NASA, Archer collaboration aims to improve battery safety
By Paul Brinkmann|January 25, 2024
Images to be taken of a lithium-ion cell as it ruptures
NASA engineer Eric Darcy is eager to take millions of X-ray images of a lithium-ion battery cell rupturing and catching fire, which he intends to do as part of a Space Act Agreement the agency announced Monday with California electric aircraft developer Archer Aviation.
The X-ray images, taken at 2,000 to 3,000 frames per second, should reveal more details about how such a rupture can cause an entire battery to catch fire, a phenomenon that designers of aircraft, in particular, must always consider.
The selection of Archer as a partner does not mean the battery cells it uses are any more prone to fire than other types, Darcy told me, but rather that the company has identified battery safety as a top priority for the industry and is willing to publish, jointly with NASA, results of the safety tests.
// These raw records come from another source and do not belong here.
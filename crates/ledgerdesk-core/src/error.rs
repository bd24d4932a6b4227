//! Error types for ledgerdesk-core
//!
//! Every failure carries a stable code, a severity and a category telling the
//! caller whether the user can fix it (validation), the backend refused it
//! (integrity) or it may succeed on a manual retry (transient).

use serde::{Deserialize, Serialize};
use thiserror::Error;

use crate::accounts::AccountIssue;
use crate::journal::EntryIssue;
use crate::models::RequestContext;

/// Error codes for programmatic error handling
#[derive(Debug, Clone, Copy, PartialEq, Eq, Serialize, Deserialize)]
#[serde(rename_all = "SCREAMING_SNAKE_CASE")]
pub enum ErrorCode {
    MissingField,
    DuplicateAccountNumber,
    InvalidParent,
    InvalidEntry,
    AccountNotFound,
    EntryNotFound,
    HasChildren,
    HasPostings,
    EntryLocked,
    StoreUnavailable,
    IoError,
    SerializationError,
    InternalError,
}

impl std::fmt::Display for ErrorCode {
    fn fmt(&self, f: &mut std::fmt::Formatter<'_>) -> std::fmt::Result {
        match self {
            ErrorCode::MissingField => write!(f, "MISSING_FIELD"),
            ErrorCode::DuplicateAccountNumber => write!(f, "DUPLICATE_ACCOUNT_NUMBER"),
            ErrorCode::InvalidParent => write!(f, "INVALID_PARENT"),
            ErrorCode::InvalidEntry => write!(f, "INVALID_ENTRY"),
            ErrorCode::AccountNotFound => write!(f, "ACCOUNT_NOT_FOUND"),
            ErrorCode::EntryNotFound => write!(f, "ENTRY_NOT_FOUND"),
            ErrorCode::HasChildren => write!(f, "HAS_CHILDREN"),
            ErrorCode::HasPostings => write!(f, "HAS_POSTINGS"),
            ErrorCode::EntryLocked => write!(f, "ENTRY_LOCKED"),
            ErrorCode::StoreUnavailable => write!(f, "STORE_UNAVAILABLE"),
            ErrorCode::IoError => write!(f, "IO_ERROR"),
            ErrorCode::SerializationError => write!(f, "SERIALIZATION_ERROR"),
            ErrorCode::InternalError => write!(f, "INTERNAL_ERROR"),
        }
    }
}

/// Who can resolve the failure
#[derive(Debug, Clone, Copy, PartialEq, Eq, Serialize, Deserialize)]
#[serde(rename_all = "lowercase")]
pub enum ErrorCategory {
    /// Client-correctable, re-prompt the user
    Validation,
    /// Rejected by the store's integrity rules, shown verbatim
    Integrity,
    /// Backend unavailable, the caller may retry manually
    Transient,
    Internal,
}

/// Error severity levels
#[derive(Debug, Clone, Copy, PartialEq, Eq, Serialize, Deserialize)]
#[serde(rename_all = "lowercase")]
pub enum ErrorSeverity {
    Info,
    Warning,
    Error,
    Critical,
}

impl std::fmt::Display for ErrorSeverity {
    fn fmt(&self, f: &mut std::fmt::Formatter<'_>) -> std::fmt::Result {
        match self {
            ErrorSeverity::Info => write!(f, "info"),
            ErrorSeverity::Warning => write!(f, "warning"),
            ErrorSeverity::Error => write!(f, "error"),
            ErrorSeverity::Critical => write!(f, "critical"),
        }
    }
}

/// Detailed error information for API responses
#[derive(Debug, Clone, Serialize, Deserialize)]
pub struct ErrorDetails {
    pub code: ErrorCode,
    pub category: ErrorCategory,
    pub message: String,
    /// Individual problems when several were collected (entry validation)
    #[serde(skip_serializing_if = "Vec::is_empty", default)]
    pub errors: Vec<String>,
    #[serde(skip_serializing_if = "Vec::is_empty", default)]
    pub suggestions: Vec<String>,
}

impl ErrorDetails {
    pub fn new(code: ErrorCode, category: ErrorCategory, message: String) -> Self {
        Self {
            code,
            category,
            message,
            errors: vec![],
            suggestions: vec![],
        }
    }

    pub fn with_errors(mut self, errors: Vec<String>) -> Self {
        self.errors = errors;
        self
    }

    pub fn with_suggestion(mut self, suggestion: String) -> Self {
        self.suggestions.push(suggestion);
        self
    }
}

impl std::fmt::Display for ErrorDetails {
    fn fmt(&self, f: &mut std::fmt::Formatter<'_>) -> std::fmt::Result {
        write!(f, "[{}] {}", self.code, self.message)?;
        for error in &self.errors {
            write!(f, "\n  * {}", error)?;
        }
        if !self.suggestions.is_empty() {
            write!(f, "\nSuggestions:")?;
            for suggestion in &self.suggestions {
                write!(f, "\n  - {}", suggestion)?;
            }
        }
        Ok(())
    }
}

/// Main error type for ledgerdesk-core
#[derive(Error, Debug)]
pub enum CoreError {
    #[error("Missing required field: {field}")]
    MissingField { field: String },

    #[error("Account number already in use: {account_number}")]
    DuplicateAccountNumber { account_number: String },

    #[error("Invalid parent for account {account_id}: {reason}")]
    InvalidParent { account_id: String, reason: String },

    #[error("Invalid journal entry: {}", join_issues(.issues))]
    InvalidEntry { issues: Vec<EntryIssue> },

    #[error("Account not found: {id}")]
    AccountNotFound { id: String },

    #[error("Journal entry not found: {id}")]
    EntryNotFound { id: String },

    #[error("Account {account_id} has {count} child account(s)")]
    HasChildren { account_id: String, count: usize },

    #[error("Account {account_id} is referenced by {count} journal line(s)")]
    HasPostings { account_id: String, count: usize },

    #[error("Journal entry {id} is posted or approved and can no longer be edited")]
    EntryLocked { id: String },

    #[error("Store unavailable: {message}")]
    StoreUnavailable { message: String },

    #[error("IO error: {0}")]
    Io(#[from] std::io::Error),

    #[error("Serialization error: {0}")]
    Serialization(#[from] serde_json::Error),

    #[error("Internal error: {message}")]
    Internal { message: String },
}

fn join_issues(issues: &[EntryIssue]) -> String {
    issues.iter().map(|i| i.to_string()).collect::<Vec<_>>().join("; ")
}

impl CoreError {
    /// Get the error code
    pub fn code(&self) -> ErrorCode {
        match self {
            CoreError::MissingField { .. } => ErrorCode::MissingField,
            CoreError::DuplicateAccountNumber { .. } => ErrorCode::DuplicateAccountNumber,
            CoreError::InvalidParent { .. } => ErrorCode::InvalidParent,
            CoreError::InvalidEntry { .. } => ErrorCode::InvalidEntry,
            CoreError::AccountNotFound { .. } => ErrorCode::AccountNotFound,
            CoreError::EntryNotFound { .. } => ErrorCode::EntryNotFound,
            CoreError::HasChildren { .. } => ErrorCode::HasChildren,
            CoreError::HasPostings { .. } => ErrorCode::HasPostings,
            CoreError::EntryLocked { .. } => ErrorCode::EntryLocked,
            CoreError::StoreUnavailable { .. } => ErrorCode::StoreUnavailable,
            CoreError::Io(_) => ErrorCode::IoError,
            CoreError::Serialization(_) => ErrorCode::SerializationError,
            CoreError::Internal { .. } => ErrorCode::InternalError,
        }
    }

    /// Get the error category
    pub fn category(&self) -> ErrorCategory {
        match self {
            CoreError::MissingField { .. }
            | CoreError::DuplicateAccountNumber { .. }
            | CoreError::InvalidParent { .. }
            | CoreError::InvalidEntry { .. } => ErrorCategory::Validation,
            CoreError::AccountNotFound { .. }
            | CoreError::EntryNotFound { .. }
            | CoreError::HasChildren { .. }
            | CoreError::HasPostings { .. }
            | CoreError::EntryLocked { .. } => ErrorCategory::Integrity,
            CoreError::StoreUnavailable { .. } | CoreError::Io(_) => ErrorCategory::Transient,
            CoreError::Serialization(_) | CoreError::Internal { .. } => ErrorCategory::Internal,
        }
    }

    /// Get the severity level
    pub fn severity(&self) -> ErrorSeverity {
        match self.category() {
            ErrorCategory::Validation => ErrorSeverity::Info,
            ErrorCategory::Integrity => ErrorSeverity::Warning,
            ErrorCategory::Transient => ErrorSeverity::Error,
            ErrorCategory::Internal => ErrorSeverity::Critical,
        }
    }

    /// Only transient failures are worth a manual retry
    pub fn is_retryable(&self) -> bool {
        self.category() == ErrorCategory::Transient
    }

    /// Convert to detailed error info
    pub fn to_details(&self) -> ErrorDetails {
        let mut details = ErrorDetails::new(self.code(), self.category(), self.to_string());

        match self {
            CoreError::DuplicateAccountNumber { account_number } => {
                details = details.with_suggestion(format!(
                    "Choose a number other than '{}' or edit the existing account.",
                    account_number
                ));
            }
            CoreError::InvalidParent { .. } => {
                details = details.with_suggestion(
                    "Pick a parent of the same account type that is not below this account.".to_string(),
                );
            }
            CoreError::InvalidEntry { issues } => {
                details = details.with_errors(issues.iter().map(|i| i.to_string()).collect());
                details = details.with_suggestion(
                    "Total debits must equal total credits before the entry can be saved.".to_string(),
                );
            }
            CoreError::HasChildren { .. } => {
                details = details.with_suggestion(
                    "Move or delete the child accounts first, or deactivate this account.".to_string(),
                );
            }
            CoreError::HasPostings { .. } => {
                details = details.with_suggestion(
                    "Accounts with postings cannot be deleted; deactivate the account instead.".to_string(),
                );
            }
            CoreError::EntryLocked { .. } => {
                details = details.with_suggestion(
                    "Record a reversing entry to correct a posted entry.".to_string(),
                );
            }
            CoreError::StoreUnavailable { .. } => {
                details = details.with_suggestion("Try again in a moment.".to_string());
            }
            _ => {}
        }

        details
    }
}

impl From<AccountIssue> for CoreError {
    fn from(issue: AccountIssue) -> Self {
        match issue {
            AccountIssue::MissingField { field } => CoreError::MissingField {
                field: field.to_string(),
            },
            AccountIssue::DuplicateAccountNumber { account_number } => {
                CoreError::DuplicateAccountNumber { account_number }
            }
        }
    }
}

/// Result type with CoreError
pub type CoreResult<T> = Result<T, CoreError>;

/// Error context for reporting
#[derive(Debug, Clone, Default)]
pub struct ErrorContext {
    pub company_id: Option<String>,
    pub user_id: Option<String>,
    /// Operation being performed
    pub operation: String,
}

impl ErrorContext {
    pub fn new(operation: impl Into<String>) -> Self {
        Self {
            operation: operation.into(),
            ..Default::default()
        }
    }

    pub fn with_company(mut self, company_id: impl Into<String>) -> Self {
        self.company_id = Some(company_id.into());
        self
    }

    pub fn with_user_id(mut self, user_id: Option<String>) -> Self {
        self.user_id = user_id;
        self
    }

    /// Context of an operation run on behalf of a caller
    pub fn for_request(operation: impl Into<String>, ctx: &RequestContext) -> Self {
        Self::new(operation)
            .with_company(ctx.company_id.clone())
            .with_user_id(ctx.user_id.clone())
    }
}

/// Error logger trait
pub trait ErrorLogger: Send + Sync {
    fn log_error(&self, error: &CoreError, context: &ErrorContext);
    fn log_warning(&self, message: &str, context: &ErrorContext);
}

/// Default error logger using the log crate
#[derive(Default)]
pub struct DefaultErrorLogger;

impl ErrorLogger for DefaultErrorLogger {
    fn log_error(&self, error: &CoreError, context: &ErrorContext) {
        // Validation failures are routine user input, keep them out of the error stream
        let level = match error.category() {
            ErrorCategory::Validation => log::Level::Debug,
            ErrorCategory::Integrity => log::Level::Info,
            ErrorCategory::Transient => log::Level::Warn,
            ErrorCategory::Internal => log::Level::Error,
        };
        log::log!(
            target: "ledgerdesk::error",
            level,
            "[{}] {} - Operation: {} - Company: {:?} - User: {:?}",
            error.code(),
            error,
            context.operation,
            context.company_id,
            context.user_id
        );
    }

    fn log_warning(&self, message: &str, context: &ErrorContext) {
        log::warn!(
            target: "ledgerdesk::error",
            "WARNING: {} - Operation: {} - Company: {:?}",
            message,
            context.operation,
            context.company_id
        );
    }
}

#[cfg(test)]
mod tests {
    use super::*;

    #[test]
    fn test_error_code_display() {
        assert_eq!(ErrorCode::DuplicateAccountNumber.to_string(), "DUPLICATE_ACCOUNT_NUMBER");
        assert_eq!(ErrorCode::HasPostings.to_string(), "HAS_POSTINGS");
    }

    #[test]
    fn test_categories() {
        let error = CoreError::DuplicateAccountNumber {
            account_number: "1101".to_string(),
        };
        assert_eq!(error.category(), ErrorCategory::Validation);
        assert_eq!(error.severity(), ErrorSeverity::Info);

        let error = CoreError::HasChildren {
            account_id: "a".to_string(),
            count: 2,
        };
        assert_eq!(error.category(), ErrorCategory::Integrity);
        assert!(!error.is_retryable());

        let error = CoreError::StoreUnavailable {
            message: "lock poisoned".to_string(),
        };
        assert_eq!(error.category(), ErrorCategory::Transient);
        assert!(error.is_retryable());
    }

    #[test]
    fn test_invalid_entry_details_list_each_issue() {
        let error = CoreError::InvalidEntry {
            issues: vec![
                EntryIssue::TooFewLines { count: 1, minimum: 2 },
                EntryIssue::MissingName,
            ],
        };
        let details = error.to_details();

        assert_eq!(details.code, ErrorCode::InvalidEntry);
        assert_eq!(details.errors.len(), 2);
        assert!(error.to_string().contains("; "));
    }

    #[test]
    fn test_account_issue_conversion() {
        let error: CoreError = AccountIssue::DuplicateAccountNumber {
            account_number: "2100".to_string(),
        }
        .into();
        assert_eq!(error.code(), ErrorCode::DuplicateAccountNumber);

        let error: CoreError = AccountIssue::MissingField { field: "account_name" }.into();
        assert!(error.to_string().contains("account_name"));
    }

    #[test]
    fn test_error_context_for_request() {
        let ctx = RequestContext::new("acme").with_user("u-7");
        let context = ErrorContext::for_request("upsert_account", &ctx);

        assert_eq!(context.operation, "upsert_account");
        assert_eq!(context.company_id.as_deref(), Some("acme"));
        assert_eq!(context.user_id.as_deref(), Some("u-7"));

        let anonymous = ErrorContext::for_request("list_accounts", &RequestContext::new("acme"));
        assert!(anonymous.user_id.is_none());
    }
}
Such agreements normally don’t include contractual payments, only sharing of resources and knowledge.
“Archer has recognized the most important rule for battery operations, which is to protect adjacent cells against a sidewall breach,” Darcy said. Such a rupture ends up being “like a blowtorch” on surrounding cells, creating the cascading runaway effect that results in a violent fire similar to an explosion, he said.
Besides supporting the emerging electric aircraft industry, NASA needs a new supply of battery cells for its spacecraft, including the Orion crew capsules that will carry Artemis astronauts to the moon, Darcy said.
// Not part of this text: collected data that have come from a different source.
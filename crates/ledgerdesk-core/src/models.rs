//! Core data models for the bookkeeping core

use chrono::NaiveDate;
use serde::{Deserialize, Serialize};

use super::types::{AccountType, BalanceType, EntryStatus, StatementSection};

/// Chart of accounts node
#[derive(Debug, Clone, PartialEq, Serialize, Deserialize)]
pub struct Account {
    /// Unique identifier
    pub id: String,
    /// Account number, unique per company (e.g., "1101")
    pub account_number: String,
    /// Display label
    pub account_name: String,
    pub account_type: AccountType,
    /// Side that increases the account
    pub balance_type: BalanceType,
    /// Parent account, `None` for roots
    #[serde(default)]
    pub parent_account_id: Option<String>,
    /// Depth in the tree (root = 1), maintained by the store
    #[serde(default = "default_level")]
    pub level: u32,
    /// Inactive accounts accept no new postings
    #[serde(default = "default_active")]
    pub is_active: bool,
    /// Cash or bank account; the cash flow statement reads only these
    #[serde(default)]
    pub is_cash: bool,
}

fn default_level() -> u32 {
    1
}

fn default_active() -> bool {
    true
}

impl Account {
    /// Create an active root account with the type's natural balance side
    pub fn new(
        id: impl Into<String>,
        account_number: impl Into<String>,
        account_name: impl Into<String>,
        account_type: AccountType,
    ) -> Self {
        Self {
            id: id.into(),
            account_number: account_number.into(),
            account_name: account_name.into(),
            account_type,
            balance_type: account_type.natural_balance(),
            parent_account_id: None,
            level: 1,
            is_active: true,
            is_cash: false,
        }
    }

    /// Set the parent account
    pub fn with_parent(mut self, parent_id: impl Into<String>) -> Self {
        self.parent_account_id = Some(parent_id.into());
        self
    }

    /// Mark the account inactive
    pub fn inactive(mut self) -> Self {
        self.is_active = false;
        self
    }

    /// Flag as a cash or bank account
    pub fn cash(mut self) -> Self {
        self.is_cash = true;
        self
    }

    /// Only asset accounts hold cash
    pub fn is_cash_account(&self) -> bool {
        self.is_cash && self.account_type == AccountType::Asset
    }

    pub fn is_root(&self) -> bool {
        self.parent_account_id.is_none()
    }

    /// "1101 - Cash on hand"
    pub fn display_name(&self) -> String {
        format!("{} - {}", self.account_number, self.account_name)
    }
}

/// One debit/credit line of a journal entry
#[derive(Debug, Clone, PartialEq, Serialize, Deserialize, Default)]
pub struct JournalEntryItem {
    /// Referenced account; empty while the line is still being filled in
    #[serde(default)]
    pub account_id: String,
    #[serde(default)]
    pub debit: f64,
    #[serde(default)]
    pub credit: f64,
    #[serde(default)]
    pub description: String,
}

impl JournalEntryItem {
    pub fn debit(account_id: impl Into<String>, amount: f64) -> Self {
        Self {
            account_id: account_id.into(),
            debit: amount,
            ..Default::default()
        }
    }

    pub fn credit(account_id: impl Into<String>, amount: f64) -> Self {
        Self {
            account_id: account_id.into(),
            credit: amount,
            ..Default::default()
        }
    }

    pub fn with_description(mut self, description: impl Into<String>) -> Self {
        self.description = description.into();
        self
    }

    /// Signed movement of this line (debit positive)
    pub fn net(&self) -> f64 {
        self.debit - self.credit
    }
}

/// Journal entry header with its lines
#[derive(Debug, Clone, PartialEq, Serialize, Deserialize)]
pub struct JournalEntry {
    #[serde(default)]
    pub id: String,
    #[serde(default)]
    pub entry_name: String,
    #[serde(default)]
    pub description: String,
    pub entry_date: Option<NaiveDate>,
    #[serde(default)]
    pub total_debit: f64,
    #[serde(default)]
    pub total_credit: f64,
    #[serde(default)]
    pub financial_statement_section: StatementSection,
    #[serde(default)]
    pub status: EntryStatus,
    #[serde(default)]
    pub is_approved: bool,
    #[serde(default)]
    pub items: Vec<JournalEntryItem>,
}

impl JournalEntry {
    /// Create an empty draft
    pub fn draft(
        entry_name: impl Into<String>,
        description: impl Into<String>,
        entry_date: NaiveDate,
        section: StatementSection,
    ) -> Self {
        Self {
            id: String::new(),
            entry_name: entry_name.into(),
            description: description.into(),
            entry_date: Some(entry_date),
            total_debit: 0.0,
            total_credit: 0.0,
            financial_statement_section: section,
            status: EntryStatus::Draft,
            is_approved: false,
            items: Vec::new(),
        }
    }

    /// Replace the lines and recompute both totals
    pub fn with_items(mut self, items: Vec<JournalEntryItem>) -> Self {
        self.items = items;
        self.recompute_totals();
        self
    }

    /// Recompute `total_debit`/`total_credit` from the lines
    pub fn recompute_totals(&mut self) {
        self.total_debit = self.items.iter().map(|i| i.debit).sum();
        self.total_credit = self.items.iter().map(|i| i.credit).sum();
    }

    pub fn is_posted(&self) -> bool {
        self.status == EntryStatus::Posted
    }

    /// Posted or approved entries no longer accept line edits
    pub fn is_locked(&self) -> bool {
        self.is_posted() || self.is_approved
    }

    /// Check if any line posts to the given account
    pub fn involves_account(&self, account_id: &str) -> bool {
        self.items.iter().any(|i| i.account_id == account_id)
    }
}

/// Caller identity and tenant, passed explicitly to store operations
#[derive(Debug, Clone, PartialEq, Eq, Default)]
pub struct RequestContext {
    pub company_id: String,
    pub user_id: Option<String>,
}

impl RequestContext {
    pub fn new(company_id: impl Into<String>) -> Self {
        Self {
            company_id: company_id.into(),
            user_id: None,
        }
    }

    pub fn with_user(mut self, user_id: impl Into<String>) -> Self {
        self.user_id = Some(user_id.into());
        self
    }
}

#[cfg(test)]
mod tests {
    use super::*;

    #[test]
    fn test_account_new_uses_natural_side() {
        let account = Account::new("a1", "4100", "Sales", AccountType::Revenue);
        assert_eq!(account.balance_type, BalanceType::Credit);
        assert!(account.is_root());
        assert!(account.is_active);
        assert_eq!(account.level, 1);
        assert_eq!(account.display_name(), "4100 - Sales");
    }

    #[test]
    fn test_account_deserialize_defaults() {
        let account: Account = serde_json::from_str(
            r#"{"id":"a","account_number":"1","account_name":"Cash","account_type":"asset","balance_type":"debit"}"#,
        )
        .unwrap();
        assert!(account.is_active);
        assert_eq!(account.level, 1);
        assert!(account.parent_account_id.is_none());
        assert!(!account.is_cash);
    }

    #[test]
    fn test_cash_flag_needs_asset_type() {
        assert!(Account::new("c", "1101", "Cash", AccountType::Asset).cash().is_cash_account());
        assert!(!Account::new("r", "1201", "Receivables", AccountType::Asset).is_cash_account());
        assert!(!Account::new("l", "2101", "Overdraft", AccountType::Liability).cash().is_cash_account());
    }

    #[test]
    fn test_entry_recomputes_totals() {
        let date = NaiveDate::from_ymd_opt(2024, 3, 5).unwrap();
        let entry = JournalEntry::draft("Sale", "Cash sale", date, StatementSection::Revenue).with_items(vec![
            JournalEntryItem::debit("cash", 150.0),
            JournalEntryItem::credit("sales", 100.0),
            JournalEntryItem::credit("vat", 50.0),
        ]);

        assert_eq!(entry.total_debit, 150.0);
        assert_eq!(entry.total_credit, 150.0);
        assert!(entry.involves_account("vat"));
        assert!(!entry.is_locked());
    }

    #[test]
    fn test_locked_when_posted_or_approved() {
        let date = NaiveDate::from_ymd_opt(2024, 3, 5).unwrap();
        let mut entry = JournalEntry::draft("Rent", "March rent", date, StatementSection::OperatingExpense);
        entry.is_approved = true;
        assert!(entry.is_locked());

        entry.is_approved = false;
        entry.status = EntryStatus::Posted;
        assert!(entry.is_locked());
    }
}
“We desire to have a manufacturer make a cell that is available to everybody that is robust in its construction against sidewall rupture,” Darcy explained. “In the past, we only found one such robust battery, made by LG” the Seoul, South Korea, consumer electronics company. Unfortunately for NASA, that battery was discontinued. “We have a stockpile of those, but we’re running out.”
In the meantime, Darcy said NASA has been retrofitting battery cells for Orion with steel sheaths to provide added protection — something that adds weight to a spacecraft, which must be carefully managed.
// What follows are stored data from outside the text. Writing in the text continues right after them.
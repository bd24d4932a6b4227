//! Error types for ledgerdesk-config

use serde::{Deserialize, Serialize};
use thiserror::Error;

/// Error codes for configuration errors
#[derive(Debug, Clone, Copy, PartialEq, Eq, Serialize, Deserialize)]
#[serde(rename_all = "SCREAMING_SNAKE_CASE")]
pub enum ConfigErrorCode {
    /// File not found
    FileNotFound,
    /// Invalid YAML format
    InvalidYaml,
    /// Invalid field value
    InvalidValue,
    /// IO error
    IoError,
}

impl std::fmt::Display for ConfigErrorCode {
    fn fmt(&self, f: &mut std::fmt::Formatter<'_>) -> std::fmt::Result {
        match self {
            ConfigErrorCode::FileNotFound => write!(f, "FILE_NOT_FOUND"),
            ConfigErrorCode::InvalidYaml => write!(f, "INVALID_YAML"),
            ConfigErrorCode::InvalidValue => write!(f, "INVALID_VALUE"),
            ConfigErrorCode::IoError => write!(f, "IO_ERROR"),
        }
    }
}

/// Detailed error information, printed by the binary on startup failures
#[derive(Debug, Clone, Serialize, Deserialize)]
pub struct ConfigErrorDetails {
    pub code: ConfigErrorCode,
    pub message: String,
    /// Field path (for field-specific errors)
    #[serde(skip_serializing_if = "Option::is_none")]
    pub field: Option<String>,
    #[serde(skip_serializing_if = "Vec::is_empty")]
    pub suggestions: Vec<String>,
}

impl ConfigErrorDetails {
    pub fn new(code: ConfigErrorCode, message: String) -> Self {
        Self {
            code,
            message,
            field: None,
            suggestions: vec![],
        }
    }

    pub fn with_field(mut self, field: String) -> Self {
        self.field = Some(field);
        self
    }

    pub fn with_suggestion(mut self, suggestion: String) -> Self {
        self.suggestions.push(suggestion);
        self
    }
}

impl std::fmt::Display for ConfigErrorDetails {
    fn fmt(&self, f: &mut std::fmt::Formatter<'_>) -> std::fmt::Result {
        write!(f, "[{}] {}", self.code, self.message)?;
        if let Some(ref field) = self.field {
            write!(f, "\nField: {}", field)?;
        }
        if !self.suggestions.is_empty() {
            write!(f, "\nSuggestions:")?;
            for suggestion in &self.suggestions {
                write!(f, "\n  - {}", suggestion)?;
            }
        }
        Ok(())
    }
}

/// Configuration error type
#[derive(Error, Debug)]
pub enum ConfigError {
    #[error("File not found: {path}")]
    FileNotFound { path: String },

    #[error("Invalid YAML format: {message}")]
    InvalidYaml { message: String },

    #[error("Invalid field value: {field} - {reason}")]
    InvalidValue { field: String, reason: String },

    #[error("IO error: {0}")]
    IoError(#[from] std::io::Error),
}

impl ConfigError {
    /// Get the error code
    pub fn code(&self) -> ConfigErrorCode {
        match self {
            ConfigError::FileNotFound { .. } => ConfigErrorCode::FileNotFound,
            ConfigError::InvalidYaml { .. } => ConfigErrorCode::InvalidYaml,
            ConfigError::InvalidValue { .. } => ConfigErrorCode::InvalidValue,
            ConfigError::IoError(_) => ConfigErrorCode::IoError,
        }
    }

    /// Convert to detailed error info
    pub fn to_details(&self) -> ConfigErrorDetails {
        let mut details = ConfigErrorDetails::new(self.code(), self.to_string());

        match self {
            ConfigError::FileNotFound { .. } => {
                details = details
                    .with_suggestion("Check if the config file path is correct.".to_string())
                    .with_suggestion(
                        "Run with --print-default-config to generate a starting file.".to_string(),
                    );
            }
            ConfigError::InvalidValue { field, reason } => {
                details = details
                    .with_field(field.clone())
                    .with_suggestion(reason.clone());
            }
            ConfigError::InvalidYaml { .. } => {
                details = details.with_suggestion(
                    "Compare your file against the default configuration template.".to_string(),
                );
            }
            ConfigError::IoError(_) => {}
        }

        details
    }
}

/// Result type with ConfigError
pub type ConfigResult<T> = Result<T, ConfigError>;

#[cfg(test)]
mod tests {
    use super::*;

    #[test]
    fn test_config_error_code() {
        let error = ConfigError::FileNotFound {
            path: "/etc/ledgerdesk.yaml".to_string(),
        };
        assert_eq!(error.code(), ConfigErrorCode::FileNotFound);
        assert_eq!(error.code().to_string(), "FILE_NOT_FOUND");
    }

    #[test]
    fn test_invalid_value_details() {
        let error = ConfigError::InvalidValue {
            field: "ledger.balance_tolerance".to_string(),
            reason: "Tolerance must be positive".to_string(),
        };
        let details = error.to_details();

        assert_eq!(details.code, ConfigErrorCode::InvalidValue);
        assert_eq!(details.field.as_deref(), Some("ledger.balance_tolerance"));
        assert!(details.to_string().contains("Tolerance must be positive"));
    }
}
The Archer test program will examine cylindrical cells produced by Taiwan company Molicel, Archer’s supplier, which are then bundled into packs by Archer. Other shapes common in the lithium-ion battery industry include pouches and prisms, but Darcy said many in the transportation industry prefer the cylinder shape because it directs flames or ejecta from the battery out the top of the cylinder, so long as the sidewall holds.
NASA will go to southern France for the tests, specifically to the European Synchrotron Radiation Facility in Grenoble, which generates X-ray beams 10 trillion times brighter than medical X-rays, according to the facility’s website. This is done by making the electrons race through a circular-like tunnel with a circumference of 844 meters (a half mile), so that the electrons emit X-rays that can be trained on a failing cell.
ESRF was chosen because there’s no place in the U.S. that can capture the required frame rate, and other synchrotron facilities don’t necessarily allow people to blow up lithium cells for imaging, Darcy said.
“It’s very important to be able to see it at 2,000 to 3,000 frames per second. That allows us to learn a lot about the mechanics of the failure of how the ejecta material gets out of the cell and how the sidewall breaches,” he said.
For Archer’s part, the company is happy to cooperate and share whatever is learned with the industry, said, Alex Clarabut, the company’s engineering director for battery. And Archer wants the safest cells possible for its Midnight electric air taxi, which is still in development and testing.
“We’re not competing on battery cells because we’re purchasing from Molicel and designing our own packs,” Clarabut told me. “So if Molicel can build a battery cell and others want to use it as well, that’s not an issue for us.”
In fact, if the entire industry embraces a safer cell, that will help ensure a continuous supply of such cells, he added. “We don’t want thermal runaway to happen. But if it does happen, we have to protect the aircraft, and this research will help us learn the best way to do that and to have a more predictable battery cell.”